Un tesoro del que no podemos prescindir

         Orate frates! ¡Orad, hermanos! Escucha y medita, amigo mío, estas palabras que el sacerdote pronuncia durante la Misa, vuelto hacia los fieles, abriendo los brazos en gesto de caridad y con voz casi suplicante. Con las mismas palabras, con el mismo tono de súplica y con la fuerza del profundo convencimiento que el Señor ha puesto en mi alma sacerdotal, quiero repetirte al oído en estos momentos de recogimiento: ora, amigo mío..., es necesario; hermano mío, ¡haz oración! Protege y fomenta tu espíritu de oración.

         Uno de los mayores tesoros que posee la Iglesia, nuestra Madre, es la oración de sus hijos y de sus hijas. Ella cuenta con tu oración para rehacerse y para crecer. Tiene una necesidad vital del silencio y de la actividad de tu oración. Tratemos, pues, tú y yo, de compenetrarnos y de imbuirnos de este sentido de responsabilidad: introduzcamos en nuestra vida, en nuestro quehacer cotidiano, un poco de tiempo para dedicarlo a la oración mental, si aún no lo hacemos; y si en el plan de nuestra jornada, hemos dispuesto ya cierto tiempo para consagrarlo a la intimidad con Dios, perseveremos en nuestro propósito y mejoremos nuestra vida de oración.

Una probada eficacia

         ¿Recuerdas aquel pasaje de la Sagrada Escritura en que se cuenta la tremenda batalla peleada por el pueblo elegido contra los Amalecitas? Mientras el ejército hebreo combatía en la llanura, Moisés, el caudillo de Israel, oraba al Señor con los brazos tendidos: si los brazos de Moisés permanecan extendidos –es decir, si su oración a Dios era intensa y perseverante– la victoria sonreía a los hombres de Israel; pero si los brazos de Moisés, vencidos por el cansancio, se bajaban, la victoria se alejaba del pueblo de Dios. Entonces –¿te acuerdas?– los dos que acompañaban a Moisés lo hicieron sentar sobre unas piedras y sostuvieron sus brazos hasta que la victoria fue completa y el triunfo definitivo.

Nuestros brazos cansados

         Tú y yo tenemos que persuadirnos cada vez más (y eso es lo que ahora estamos haciendo) de la necesidad de nuestra oración para que la Iglesia gane sus batallas y para que nosotros podamos ganar también las batallas cotidianas de nuestra vida interior. Esta convicción consolidará y dará vigor a nuestros brazos extendidos, a nuestra vida de oración. La meditación frecuente sobre la necesidad de la oración nos llevará, como de la mano, a buscar, para una dirección espiritual seria y periódica, la persona, el sacerdote que pueda sostener con sus palabras y con su consejo el cansancio de nuestros brazos extendidos, en los momentos de la dificultad o de la aridez. Y nos incitará también a obrar de modo que otros muchos brazos se extiendan en oración perseverante y para sostener por un apostolado eficaz los brazos extendidos de otras muchas almas de oración.

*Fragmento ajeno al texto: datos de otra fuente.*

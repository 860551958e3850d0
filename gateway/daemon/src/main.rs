//! Gateway Daemon - HTTP API and Terminal Chat for a Managed Agent
//!
//! Entry point for agent-gateway. Forwards questions to a Bedrock agent,
//! decodes its event-stream replies and serves the answers over HTTP or in
//! the terminal.
//!
//! # Usage
//!
//! ```bash
//! # Serve the HTTP API and widget on 0.0.0.0:8000
//! AGENT_ID=... AGENT_ALIAS_ID=... gateway-daemon serve
//!
//! # Custom bind address and request log
//! gateway-daemon serve --bind 127.0.0.1:9000 --request-log ./requests.jsonl
//!
//! # Ask once / chat in the terminal
//! gateway-daemon ask "How do I reset my device?"
//! gateway-daemon chat --trace
//!
//! # Try the widget without AWS access
//! gateway-daemon --mock-answer "Hello from the gateway" serve
//!
//! # Verbose logging
//! RUST_LOG=debug gateway-daemon serve
//! ```
//!
//! # Signals
//!
//! - `SIGTERM` / `SIGINT`: Graceful shutdown of `serve`

mod console;
mod server;

use std::path::PathBuf;
use std::sync::Arc;

use anyhow::{Context, Result};
use clap::{Parser, Subcommand};
use tokio::io::BufReader;
use tracing::{error, info};

use gateway_core::{
    default_config_path, load_config_from_path, AgentClient, BedrockAgentClient, ConfigOverrides,
    GatewayConfig, MockAgentClient, MockReply,
};

use console::ConsoleOptions;

/// Gateway Daemon - HTTP API and terminal chat for a managed agent
#[derive(Parser, Debug)]
#[command(name = "gateway-daemon")]
#[command(author, version, about, long_about = None)]
pub struct Args {
    /// Configuration file path
    #[arg(short = 'c', long, env = "GATEWAY_CONFIG", value_name = "FILE")]
    config: Option<PathBuf>,

    /// Agent identifier
    #[arg(long, value_name = "ID")]
    agent_id: Option<String>,

    /// Agent alias identifier
    #[arg(long, value_name = "ID")]
    agent_alias_id: Option<String>,

    /// AWS region of the agent runtime
    #[arg(long, value_name = "REGION")]
    region: Option<String>,

    /// Agent runtime endpoint override
    #[arg(long, value_name = "URL")]
    endpoint: Option<String>,

    /// Answer every question with this text instead of calling the agent
    #[arg(long, value_name = "TEXT")]
    mock_answer: Option<String>,

    /// Log level (trace, debug, info, warn, error)
    #[arg(short = 'l', long, env = "GATEWAY_LOG_LEVEL", default_value = "info")]
    log_level: String,

    #[command(subcommand)]
    command: Command,
}

#[derive(Subcommand, Debug)]
enum Command {
    /// Serve the HTTP API and web widget
    Serve {
        /// Socket address to listen on
        #[arg(short = 'b', long, value_name = "ADDR")]
        bind: Option<String>,

        /// Append request/response log entries to this file
        #[arg(long, value_name = "PATH")]
        request_log: Option<PathBuf>,

        /// Disable per-client rate limiting
        #[arg(long)]
        no_rate_limit: bool,
    },

    /// Ask a single question and print the answer
    Ask {
        /// The question
        question: String,

        /// Print the decode trace
        #[arg(long)]
        trace: bool,
    },

    /// Chat interactively in the terminal
    Chat {
        /// Print the decode trace after each answer
        #[arg(long)]
        trace: bool,
    },
}

impl Args {
    fn overrides(&self) -> ConfigOverrides {
        let mut overrides = ConfigOverrides::new();
        overrides.agent_id.clone_from(&self.agent_id);
        overrides.agent_alias_id.clone_from(&self.agent_alias_id);
        overrides.region.clone_from(&self.region);
        overrides.endpoint.clone_from(&self.endpoint);

        if let Command::Serve {
            ref bind,
            ref request_log,
            no_rate_limit,
        } = self.command
        {
            overrides.bind.clone_from(bind);
            overrides.request_log.clone_from(request_log);
            if no_rate_limit {
                overrides.rate_limit_enabled = Some(false);
            }
        }
        overrides
    }
}

/// Initialize logging with the specified level
///
/// Logs go to stderr so terminal answers on stdout stay clean.
fn init_logging(level: &str) {
    let filter = tracing_subscriber::EnvFilter::try_from_default_env().unwrap_or_else(|_| {
        tracing_subscriber::EnvFilter::new(format!(
            "gateway_daemon={level},gateway_core={level},tower_http={level}"
        ))
    });

    tracing_subscriber::fmt()
        .with_env_filter(filter)
        .with_target(true)
        .with_writer(std::io::stderr)
        .init();
}

/// Resolve configuration from file, environment and CLI
fn resolve_config(args: &Args) -> Result<GatewayConfig> {
    let path = args.config.clone().or_else(default_config_path);
    let mut config = load_config_from_path(path).context("Failed to load configuration")?;
    args.overrides().apply(&mut config);

    info!(source = %config.source(), "Configuration resolved");
    if let Some(ref path) = config.config_file_path {
        info!(path = %path.display(), "Config file");
    }
    Ok(config)
}

/// Build the agent client, or a scripted one for offline use
fn build_client(args: &Args, config: &GatewayConfig) -> Result<Arc<dyn AgentClient>> {
    if let Some(ref answer) = args.mock_answer {
        info!("Using scripted answers instead of the agent runtime");
        return Ok(Arc::new(MockAgentClient::always(MockReply::answer(answer, ""))));
    }

    config.validate().context("Invalid configuration")?;
    let client = BedrockAgentClient::from_config(&config.agent)
        .context("Failed to create agent client")?;
    info!(
        agent_id = %config.agent.agent_id,
        region = %config.agent.region,
        endpoint = %config.agent.endpoint_url(),
        "Agent client ready"
    );
    Ok(Arc::new(client))
}

/// Terminal options, with example questions loaded when configured
fn console_options(config: &GatewayConfig, show_trace: bool) -> Result<ConsoleOptions> {
    let example_prompts = match config.example_prompts {
        Some(ref path) => {
            let prompts = console::load_example_prompts(path)?;
            info!(path = %path.display(), count = prompts.len(), "Example questions loaded");
            prompts
        }
        None => Vec::new(),
    };
    Ok(ConsoleOptions {
        support_contact: config.support_contact.clone(),
        show_trace,
        example_prompts,
    })
}

async fn run(args: Args) -> Result<()> {
    let config = resolve_config(&args)?;
    let client = build_client(&args, &config)?;

    match args.command {
        Command::Serve { .. } => server::serve(config, client).await,
        Command::Ask { ref question, trace } => {
            let service = console::console_service(&config, client);
            let options = console_options(&config, trace)?;
            console::ask_once(&service, question, &options, &mut std::io::stdout()).await
        }
        Command::Chat { trace } => {
            let service = console::console_service(&config, client);
            let options = console_options(&config, trace)?;
            let stdin = BufReader::new(tokio::io::stdin());
            console::chat_loop(&service, &options, stdin, &mut std::io::stdout())
                .await
                .map(|_| ())
        }
    }
}

#[tokio::main]
async fn main() -> Result<()> {
    let args = Args::parse();

    init_logging(&args.log_level);

    info!("Gateway daemon starting");
    info!("Version: {}", env!("CARGO_PKG_VERSION"));

    match run(args).await {
        Ok(()) => {
            info!("Gateway daemon stopped cleanly");
            Ok(())
        }
        Err(e) => {
            error!(error = %e, "Gateway daemon stopped with error");
            Err(e)
        }
    }
}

         Escuchemos de nuevo la voz de la Iglesia: Orate, frates! ¡orad, hermanos!¡ ¡Orad!... sentimos ahora que el propósito de orar y mejorar nuestra vida de oración se ensancha espontáneamente en nuestra alma.

Oración de verdad

         Pero, amigo mío, que nuestra oración sea siempre concreta. Oración concreta es la que influye realmente en nuestra vida; la que afronta valerosamente los problemas y busca, decidida, la luz de Jesús; la que evita activamente la inconsciente tendencia a mantener abiertas las heridas de nuestro amor propio; la que acepta la voluntad de Dios y se esfuerza en cumplirla con amor; la que penetra con su silenciosa fertilidad todos los recovecos de nuestra alma y todos los momentos de nuestra jornada; la que no se transforma en frío estudio o en vacío y necio sentimentalismo; la que extingue las protestas del amor propio y los alfilerazos de la envidia, de los celos y del resentimiento.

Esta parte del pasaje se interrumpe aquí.